The acting is what you would expect from a John Woo movie.  It's barely there.  Nicolas Cage gets to make funny faces when he's in battle and sulk when he's not.  I'm sorry to say that he actually showed the most range in this movie.  Christian Slater, Peter Stormare, Mark Ruffalo, and Brian Van Holt were all one-dimensional caricatures of 1940s soldiers.  Noah Emmerich got to be the racist jerk that sees the error in his ways (well, he learns to accept one Navajo, anyway), but the character is so boring and predictable that you still don't care.  Adam Beach was a little better, but his character had no emotional arc, so there was nothing for him to do in this role.  Whose fault is all this?  Well, you can blame the writers, John Rice and Joe Batteer, because this story sucks, but I'm going to blame John Woo.  As the director and a producer on the film, he had ample opportunity to realize how crappy this script was and have it fixed.  He didn't, so the responsibility for this wreck belongs to him.

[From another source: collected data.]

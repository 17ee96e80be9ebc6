//! Business logic services for the application layer.

pub mod averages_service;
pub mod group_links;

pub use averages_service::ClickAveragesService;
pub use group_links::fetch_all_links;
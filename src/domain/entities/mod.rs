//! Core domain entities representing the click analytics data model.
//!
//! Entities are plain data structures created fresh for each aggregation run
//! and discarded once the response is produced.
//!
//! # Entity Types
//!
//! - [`UserInfo`] - The authenticated account and its default group
//! - [`Link`] / [`LinkPage`] - Shortened links and one page of a group listing
//! - [`CountryClicks`] / [`ClickMetrics`] - Per-country clicks for one link
//! - [`ClickTotals`] - Running totals merged across links
//! - [`CountryAverages`] - Final per-country average daily clicks

pub mod click_metrics;
pub mod link;
pub mod user_info;

pub use click_metrics::{
    CLICK_WINDOW_DAYS, ClickMetrics, ClickTotals, CountryAverages, CountryClicks,
};
pub use link::{Link, LinkPage};
pub use user_info::UserInfo;
use click_averages::{config, server};
use tracing_subscriber::EnvFilter;

#[tokio::main]
async fn main() -> anyhow::Result<()> {
    dotenvy::dotenv().ok();

    let config = config::load_from_env()?;

    let filter = EnvFilter::try_new(&config.log_level).unwrap_or_else(|_| EnvFilter::new("info"));
    if config.log_format == "json" {
        tracing_subscriber::fmt()
            .json()
            .with_env_filter(filter)
            .init();
    } else {
        tracing_subscriber::fmt().with_env_filter(filter).init();
    }

    config.print_summary();

    server::run(config).await
}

This movie doesn't even have the normal perks of a John Woo movie.  The action isn't good.  Woo is best known for his slow-motion, stylized action sequences, where impossible things happen and then explode.  Here, he tries to channel the destructive spirit of the Pacific war and fails.  The big battle scenes try to have a documentary feel to them (a la Saving Private Ryan), but the special effects in these scenes are far worse than any war movie released in 2002 should be.  Some of the smaller-scale battle sequences are fine, but it's not enough to make this movie watchable.

Let's see...bad story, bad acting, and bad action.  Yep.  This is a bad movie.